Kylian Mbappé needed just one half to remind the world he's chasing football history. His brace against Sweden on Tuesday night at MetLife Stadium — rebranded the New York New Jersey Stadium for the tournament — pushed him to 18 career World Cup goals, one shy of Lionel Messi's all-time mark, as France dismantled a limited Swedish side 3-0 to reach the Round of 16.

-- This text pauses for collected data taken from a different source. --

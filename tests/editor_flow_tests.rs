//! End-to-end editor flows over the library API: click toggles, drag
//! sessions, bulk fill, and summary counts.

use seatplanner::config::Config;
use seatplanner::constants::{COLS_PER_BLOCK, ROWS};
use seatplanner::models::{Group, SeatId, SeatMap};
use seatplanner::services::{begin_drag, continue_drag, PaintAction};
use seatplanner::tui::AppState;

fn seat(block: u8, row: u8, col: u8) -> SeatId {
    SeatId::new(block, row, col).expect("test seat in bounds")
}

fn fresh_state() -> AppState {
    AppState::new(Config::default())
}

#[test]
fn test_click_sequence_keeps_last_explicit_assignment() {
    let mut state = fresh_state();
    let target = seat(1, 3, 7);

    state.select_group(Group::B);
    state.click_seat(target);
    assert_eq!(state.map.get(target), Some(Group::B));

    state.select_group(Group::F);
    state.click_seat(target);
    assert_eq!(state.map.get(target), Some(Group::F));

    // Same group again: toggle off.
    state.click_seat(target);
    assert_eq!(state.map.get(target), None);
}

#[test]
fn test_drag_from_unassigned_paints_everything_crossed() {
    // Drag over {s1, s2, s3} starting on an unassigned seat; s2 already
    // belongs to a different group and is overwritten because the action
    // was fixed to paint at drag start.
    let mut map = SeatMap::new();
    let (s1, s2, s3) = (seat(1, 1, 1), seat(1, 1, 2), seat(1, 1, 3));
    map.set(s2, Some(Group::C));

    let active = Some(Group::G);
    let (mut session, _) = begin_drag(&mut map, active, s1).expect("drag starts");
    assert_eq!(session.action(), PaintAction::Paint);
    continue_drag(&mut map, &mut session, active, s2);
    continue_drag(&mut map, &mut session, active, s3);

    assert_eq!(map.get(s1), Some(Group::G));
    assert_eq!(map.get(s2), Some(Group::G));
    assert_eq!(map.get(s3), Some(Group::G));
}

#[test]
fn test_drag_from_assigned_erases_only_matching_seats() {
    let mut map = SeatMap::new();
    let (s1, s2, s3) = (seat(2, 2, 1), seat(2, 2, 2), seat(2, 2, 3));
    map.set(s1, Some(Group::B));
    map.set(s2, Some(Group::D));
    map.set(s3, Some(Group::B));

    let active = Some(Group::B);
    let (mut session, _) = begin_drag(&mut map, active, s1).expect("drag starts");
    assert_eq!(session.action(), PaintAction::Erase);
    continue_drag(&mut map, &mut session, active, s2);
    continue_drag(&mut map, &mut session, active, s3);

    assert_eq!(map.get(s1), None);
    assert_eq!(map.get(s2), Some(Group::D));
    assert_eq!(map.get(s3), None);
}

#[test]
fn test_bulk_fill_ten_columns_across_blocks() {
    let mut state = fresh_state();

    // Seed: distinguished group beyond the cutoff plus a foreign seat.
    state.select_group(Group::A);
    state.bulk_input.push_str("30");
    state.commit_bulk_input();
    state.bulk_input.clear();

    state.select_group(Group::E);
    state.click_seat(seat(1, 5, 12));

    state.select_group(Group::A);
    state.bulk_input.push_str("10");
    state.commit_bulk_input();

    // Columns 1-10 of block 1 carry the distinguished group.
    for row in 1..=ROWS {
        for col in 1..=10 {
            assert_eq!(state.map.get(seat(1, row, col)), Some(Group::A));
        }
    }
    // Everything past the cutoff that held A is cleared...
    for row in 1..=ROWS {
        for col in 11..=COLS_PER_BLOCK {
            let s = seat(1, row, col);
            if s == seat(1, 5, 12) {
                continue;
            }
            assert_eq!(state.map.get(s), None);
        }
        for col in 1..=COLS_PER_BLOCK {
            assert_eq!(state.map.get(seat(2, row, col)), None);
        }
    }
    // ...but the seat held by another group is untouched.
    assert_eq!(state.map.get(seat(1, 5, 12)), Some(Group::E));
}

#[test]
fn test_summary_counts_and_regular_total() {
    let mut state = fresh_state();

    state.select_group(Group::B);
    state.click_seat(seat(1, 1, 1));
    state.click_seat(seat(1, 1, 2));
    state.click_seat(seat(1, 1, 3));
    state.select_group(Group::C);
    state.click_seat(seat(2, 1, 1));
    state.click_seat(seat(2, 1, 2));

    assert_eq!(state.summary.count(Group::B), 3);
    assert_eq!(state.summary.count(Group::C), 2);
    assert_eq!(state.summary.total_regular, 5);
}

#[test]
fn test_pull_overwrites_local_only_state() {
    let mut state = fresh_state();
    state.select_group(Group::H);
    state.click_seat(seat(2, 9, 22));

    let remote = SeatMap::from_wire([("block1-r1-c1", "B")]);
    state.apply_remote(remote);

    assert_eq!(state.map.len(), 1);
    assert_eq!(state.map.get(seat(1, 1, 1)), Some(Group::B));
    assert_eq!(state.summary.count(Group::B), 1);
    assert_eq!(state.summary.count(Group::H), 0);
}

#[test]
fn test_bulk_group_rejects_direct_painting() {
    let mut state = fresh_state();
    state.select_group(Group::A);
    state.click_seat(seat(1, 1, 1));
    assert!(state.map.is_empty());
}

The numbers tell the story of a mismatch. According to ESPN's match data, France piled up an expected-goals total near 3.2 against Sweden's 0.67, while FOX Sports counted 25 French attempts on goal compared to just four for their opponents, with France also dominating possession and set-piece chances. Sweden goalkeeper Jacob Zetterström kept the scoreline from ballooning further with a string of second-half saves.
How the goals came
Mbappé broke the deadlock right before the break, cutting past two defenders and curling a finish inside the near post off a corner routine. Michael Olise, who set up both remaining goals, threaded a ball through Sweden's back line early in the second half to send Bradley Barcola through for a clinical finish. Olise struck again with a curling pass that released Mbappé for his second, a composed finish that also doubled as his seventh career multi-goal World Cup outing — reportedly a competition record.

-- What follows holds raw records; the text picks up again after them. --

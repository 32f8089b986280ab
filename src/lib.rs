//! Seat Planner Library
//!
//! This library provides core functionality for the Seat Planner
//! application: the seat grid data model, paint/erase and bulk-fill
//! operations, live summary counts, and best-effort remote sync.

// Module declarations
pub mod config;
pub mod constants;
pub mod models;
pub mod services;
pub mod sync;
pub mod tui;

France's real strength isn't Mbappé — it's who else is scoring
This tournament, the French attack has spread the goals around far more than in past cycles, when the team often leaned heavily on one or two individuals to break games open. Ousmane Dembélé's hat-trick against Norway, plus goals from Barcola and Désiré Doué in the group stage, show a squad capable of hurting opponents from multiple angles even before Mbappé touches the ball. Against Sweden, that depth meant a Swedish defense set up to shadow Mbappé still conceded through Barcola and was carved apart repeatedly by Olise, whose vision has become arguably as dangerous as Mbappé's finishing.

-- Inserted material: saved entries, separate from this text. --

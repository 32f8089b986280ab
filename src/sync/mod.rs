//! Best-effort synchronization with the remote seat store.
//!
//! The remote endpoint is an opaque key-value blob store reached over
//! HTTP: GET returns `{"status": "success", "data": {seatId: group}}`,
//! POST accepts the full serialized mapping as a fire-and-forget
//! write. Network calls run on background threads and report back
//! through a message channel polled by the main event loop, so the UI
//! never blocks.
//!
//! Pushes are debounced: every mutation resets a single-shot deadline,
//! and only when it elapses is the whole mapping sent. Failures set a
//! status indicator and are never retried.

use anyhow::{Context, Result};
use serde::Deserialize;
use std::collections::BTreeMap;
use std::sync::mpsc::{channel, Receiver, Sender};
use std::thread;
use std::time::{Duration, Instant};

use crate::models::SeatMap;

/// Sync status tracking, surfaced in the status bar.
#[derive(Debug, Clone, Copy, PartialEq, Eq)]
pub enum SyncStatus {
    /// No sync activity and no pending changes
    Idle,
    /// Startup pull in flight
    Loading,
    /// Changes pending or a push in flight
    Saving,
    /// Last pull or push failed
    Error,
}

impl std::fmt::Display for SyncStatus {
    fn fmt(&self, f: &mut std::fmt::Formatter<'_>) -> std::fmt::Result {
        match self {
            SyncStatus::Idle => write!(f, "idle"),
            SyncStatus::Loading => write!(f, "loading..."),
            SyncStatus::Saving => write!(f, "saving..."),
            SyncStatus::Error => write!(f, "error"),
        }
    }
}

/// Messages sent from network threads back to the main thread.
#[derive(Debug)]
enum SyncMessage {
    /// Pull finished; `Ok(Some)` carries the remote mapping, `Ok(None)`
    /// means the store had no usable data.
    PullComplete(Result<Option<SeatMap>, String>),
    /// Push finished.
    PushComplete(Result<(), String>),
}

/// Shape of the GET response. Anything that fails to parse, or any
/// status other than "success", is treated as "no data".
#[derive(Debug, Deserialize)]
struct PullResponse {
    status: String,
    #[serde(default)]
    data: Option<BTreeMap<String, String>>,
}

/// Cancel-and-reschedule single-shot timer for push debouncing.
///
/// Time is passed in explicitly so the collapse semantics are testable
/// without sleeping.
#[derive(Debug, Clone, Copy)]
pub struct DebounceTimer {
    delay: Duration,
    deadline: Option<Instant>,
}

impl DebounceTimer {
    /// Creates an idle timer with the given delay.
    #[must_use]
    pub const fn new(delay: Duration) -> Self {
        Self {
            delay,
            deadline: None,
        }
    }

    /// Resets the deadline to `now + delay`. Bursts of mutations keep
    /// pushing the deadline out, collapsing into one eventual fire.
    pub fn reset(&mut self, now: Instant) {
        self.deadline = Some(now + self.delay);
    }

    /// Takes the deadline if it has elapsed.
    pub fn fire_if_due(&mut self, now: Instant) -> bool {
        match self.deadline {
            Some(deadline) if now >= deadline => {
                self.deadline = None;
                true
            }
            _ => false,
        }
    }

    /// Whether a fire is scheduled.
    #[must_use]
    pub const fn is_pending(&self) -> bool {
        self.deadline.is_some()
    }

    /// Cancels any scheduled fire.
    pub fn cancel(&mut self) {
        self.deadline = None;
    }
}

/// Sync state owned by the application.
pub struct SyncState {
    /// Remote endpoint URL; `None` disables sync entirely.
    endpoint: Option<String>,
    /// Current status for the indicator.
    pub status: SyncStatus,
    /// Human-readable detail for the status bar.
    pub last_message: String,
    /// Push debounce timer.
    debounce: DebounceTimer,
    receiver: Receiver<SyncMessage>,
    sender: Sender<SyncMessage>,
}

/// A sync outcome the application must act on.
#[derive(Debug)]
pub enum SyncEvent {
    /// A pull completed with remote data; replace local state wholesale.
    RemoteState(SeatMap),
    /// Status or message changed; re-render is enough.
    StatusChanged,
}

impl SyncState {
    /// Creates sync state. `endpoint = None` runs fully offline.
    #[must_use]
    pub fn new(endpoint: Option<String>, debounce_delay: Duration) -> Self {
        let (sender, receiver) = channel();
        Self {
            endpoint,
            status: SyncStatus::Idle,
            last_message: String::new(),
            debounce: DebounceTimer::new(debounce_delay),
            receiver,
            sender,
        }
    }

    /// Whether sync is enabled.
    #[must_use]
    pub const fn is_enabled(&self) -> bool {
        self.endpoint.is_some()
    }

    /// Starts the one-time startup pull on a background thread.
    pub fn start_pull(&mut self) {
        let Some(endpoint) = self.endpoint.clone() else {
            return;
        };

        self.status = SyncStatus::Loading;
        self.last_message = "Loading remote state...".to_string();

        let sender = self.sender.clone();
        thread::spawn(move || {
            let result = fetch_remote(&endpoint).map_err(|e| format!("{e:#}"));
            let _ = sender.send(SyncMessage::PullComplete(result));
        });
    }

    /// Records a mutation: resets the debounce deadline.
    pub fn note_mutation(&mut self, now: Instant) {
        if !self.is_enabled() {
            return;
        }
        self.debounce.reset(now);
        self.status = SyncStatus::Saving;
        self.last_message = "Saving...".to_string();
    }

    /// Fires the debounced push if its deadline has elapsed.
    ///
    /// Call once per event-loop tick with the current mapping. The
    /// mapping is snapshotted here; a push in flight is never canceled
    /// by later mutations.
    pub fn tick(&mut self, now: Instant, map: &SeatMap) {
        if self.debounce.fire_if_due(now) {
            self.start_push(map);
        }
    }

    /// Serializes the full mapping and sends it fire-and-forget.
    fn start_push(&mut self, map: &SeatMap) {
        let Some(endpoint) = self.endpoint.clone() else {
            return;
        };

        let body = match serde_json::to_string(&map.to_wire()) {
            Ok(body) => body,
            Err(e) => {
                self.status = SyncStatus::Error;
                self.last_message = format!("Save failed: {e}");
                return;
            }
        };

        self.status = SyncStatus::Saving;
        let sender = self.sender.clone();
        thread::spawn(move || {
            let result = push_remote(&endpoint, body).map_err(|e| format!("{e:#}"));
            let _ = sender.send(SyncMessage::PushComplete(result));
        });
    }

    /// Polls the message channel for completed network calls.
    pub fn poll(&mut self) -> Option<SyncEvent> {
        let message = self.receiver.try_recv().ok()?;
        match message {
            SyncMessage::PullComplete(Ok(Some(map))) => {
                self.status = SyncStatus::Idle;
                self.last_message = "Synced".to_string();
                Some(SyncEvent::RemoteState(map))
            }
            SyncMessage::PullComplete(Ok(None)) => {
                // No usable remote data; local state stays empty.
                self.status = SyncStatus::Idle;
                self.last_message = "No remote data".to_string();
                Some(SyncEvent::StatusChanged)
            }
            SyncMessage::PullComplete(Err(e)) => {
                self.status = SyncStatus::Error;
                self.last_message = format!("Load failed: {e}");
                Some(SyncEvent::StatusChanged)
            }
            SyncMessage::PushComplete(Ok(())) => {
                // Saving continues if another burst re-armed the timer.
                if !self.debounce.is_pending() {
                    self.status = SyncStatus::Idle;
                    self.last_message = "Saved".to_string();
                }
                Some(SyncEvent::StatusChanged)
            }
            SyncMessage::PushComplete(Err(e)) => {
                self.status = SyncStatus::Error;
                self.last_message = format!("Save failed: {e}");
                Some(SyncEvent::StatusChanged)
            }
        }
    }

    /// Pushes synchronously if a debounced push is still pending.
    ///
    /// Used on quit so the last edits are not lost. Best effort: the
    /// error, if any, is returned but there is nothing left to retry.
    pub fn flush_blocking(&mut self, map: &SeatMap) -> Result<()> {
        if !self.debounce.is_pending() {
            return Ok(());
        }
        self.debounce.cancel();

        let Some(endpoint) = self.endpoint.clone() else {
            return Ok(());
        };
        let body = serde_json::to_string(&map.to_wire()).context("Failed to serialize seat map")?;
        push_remote(&endpoint, body)
    }
}

/// GET the remote blob and parse it into a seat map.
///
/// Returns `Ok(None)` when the store responds but carries no usable
/// data (non-"success" status or missing `data`).
fn fetch_remote(endpoint: &str) -> Result<Option<SeatMap>> {
    let client = reqwest::blocking::Client::builder()
        .timeout(Duration::from_secs(10))
        .build()
        .context("Failed to build HTTP client")?;

    let response: PullResponse = client
        .get(endpoint)
        .send()
        .context("Failed to reach remote store")?
        .json()
        .context("Failed to parse remote response")?;

    if response.status != "success" {
        return Ok(None);
    }
    let Some(data) = response.data else {
        return Ok(None);
    };

    Ok(Some(SeatMap::from_wire(
        data.iter().map(|(k, v)| (k.as_str(), v.as_str())),
    )))
}

/// POST the serialized mapping. Fire-and-forget: the response body is
/// never read, matching the write-only contract of the store.
fn push_remote(endpoint: &str, body: String) -> Result<()> {
    let client = reqwest::blocking::Client::builder()
        .timeout(Duration::from_secs(10))
        .build()
        .context("Failed to build HTTP client")?;

    client
        .post(endpoint)
        .body(body)
        .send()
        .context("Failed to push to remote store")?;

    Ok(())
}

#[cfg(test)]
mod tests {
    use super::*;
    use crate::models::{Group, SeatId};

    #[test]
    fn test_status_display() {
        assert_eq!(SyncStatus::Idle.to_string(), "idle");
        assert_eq!(SyncStatus::Loading.to_string(), "loading...");
        assert_eq!(SyncStatus::Saving.to_string(), "saving...");
        assert_eq!(SyncStatus::Error.to_string(), "error");
    }

    #[test]
    fn test_debounce_collapses_bursts() {
        let delay = Duration::from_secs(2);
        let mut timer = DebounceTimer::new(delay);
        let start = Instant::now();

        // Three rapid mutations within the delay window.
        timer.reset(start);
        timer.reset(start + Duration::from_millis(500));
        timer.reset(start + Duration::from_millis(900));

        // Not due relative to the *last* mutation.
        assert!(!timer.fire_if_due(start + Duration::from_millis(2000)));
        // Due exactly one delay after the last mutation - a single fire.
        assert!(timer.fire_if_due(start + Duration::from_millis(2900)));
        // And only one.
        assert!(!timer.fire_if_due(start + Duration::from_secs(10)));
    }

    #[test]
    fn test_debounce_idle_never_fires() {
        let mut timer = DebounceTimer::new(Duration::from_secs(2));
        assert!(!timer.is_pending());
        assert!(!timer.fire_if_due(Instant::now() + Duration::from_secs(60)));
    }

    #[test]
    fn test_debounce_cancel() {
        let mut timer = DebounceTimer::new(Duration::from_millis(1));
        let now = Instant::now();
        timer.reset(now);
        timer.cancel();
        assert!(!timer.fire_if_due(now + Duration::from_secs(1)));
    }

    #[test]
    fn test_pull_response_success_shape() {
        let json = r#"{"status":"success","data":{"block1-r1-c1":"B"}}"#;
        let parsed: PullResponse = serde_json::from_str(json).unwrap();
        assert_eq!(parsed.status, "success");
        let data = parsed.data.unwrap();
        assert_eq!(data.get("block1-r1-c1").map(String::as_str), Some("B"));
    }

    #[test]
    fn test_pull_response_other_status() {
        let json = r#"{"status":"empty"}"#;
        let parsed: PullResponse = serde_json::from_str(json).unwrap();
        assert_ne!(parsed.status, "success");
        assert!(parsed.data.is_none());
    }

    #[test]
    fn test_push_payload_shape() {
        let mut map = SeatMap::new();
        map.set(SeatId::new(1, 1, 1).unwrap(), Some(Group::B));
        map.set(SeatId::new(2, 4, 7).unwrap(), Some(Group::H));

        let body = serde_json::to_string(&map.to_wire()).unwrap();
        let parsed: BTreeMap<String, String> = serde_json::from_str(&body).unwrap();
        assert_eq!(parsed.len(), 2);
        assert_eq!(parsed.get("block1-r1-c1").map(String::as_str), Some("B"));
        assert_eq!(parsed.get("block2-r4-c7").map(String::as_str), Some("H"));
    }

    #[test]
    fn test_offline_state_stays_idle() {
        let mut sync = SyncState::new(None, Duration::from_secs(2));
        assert!(!sync.is_enabled());

        sync.start_pull();
        sync.note_mutation(Instant::now());
        assert_eq!(sync.status, SyncStatus::Idle);
        assert!(!sync.debounce.is_pending());
        assert!(sync.poll().is_none());
    }

    #[test]
    fn test_mutation_sets_saving_status() {
        let mut sync = SyncState::new(
            Some("http://localhost:9/store".to_string()),
            Duration::from_secs(2),
        );
        sync.note_mutation(Instant::now());
        assert_eq!(sync.status, SyncStatus::Saving);
        assert!(sync.debounce.is_pending());
    }
}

The weakness fans should watch for
France's back line has, at times this tournament, been caught losing shape once possession is lost — a pattern flagged in pre-match analysis from Goal.com, which noted the defense has occasionally looked disorganized without the ball despite France's dominance overall. Sweden didn't have the personnel to punish it, managing only a handful of half-chances, but a sharper counterattacking side in the knockout rounds could find joy in those same gaps if France's front line doesn't track back with the same intensity it showed going forward.
Who scores next?
Expect Mbappé to keep piling up goals — he's four goals from six matches now, sitting one behind Messi's record with at least four games left to play. But watch Dembélé and Olise too: Dembélé's hat-trick shows he's not a secondary option, and Olise's chance creation makes him a live threat to add goals of his own rather than just assists, as he nearly did twice against Sweden before settling for a pair of helpers.
A different kind of football
What separates this French side from typical European or South American approaches is the blend: they combine the physical directness and defensive organization associated with European sides with the kind of individual improvisation — Mbappé's dribbling, Olise's touch — more often associated with Brazilian or Argentine attackers. Where many South American sides build attacks around solo creativity and many European sides lean on structured possession, France under Didier Deschamps does both simultaneously, switching between patient buildup and explosive transitions depending on what an opponent gives them.
There was an emotional undercurrent to the win, too. Deschamps missed France's final group match to be with his family after his mother's death, returning for the knockout rounds. Mbappé ran to embrace him after the opening goal. "It really struck me," Deschamps said afterward of the moment. Before the match, Deschamps had also cautioned against complacency, telling reporters, "We need to stay humble, maintain our determination and concentration." Sweden manager Graham Potter, for his part, was blunt about the gap in quality, saying "even if we were" perfect, "I'm sure that wouldn't be enough."
France now moves on to face Paraguay in Philadelphia in the Round of 16, while Sweden heads home in one of its earliest World Cup exits in decades.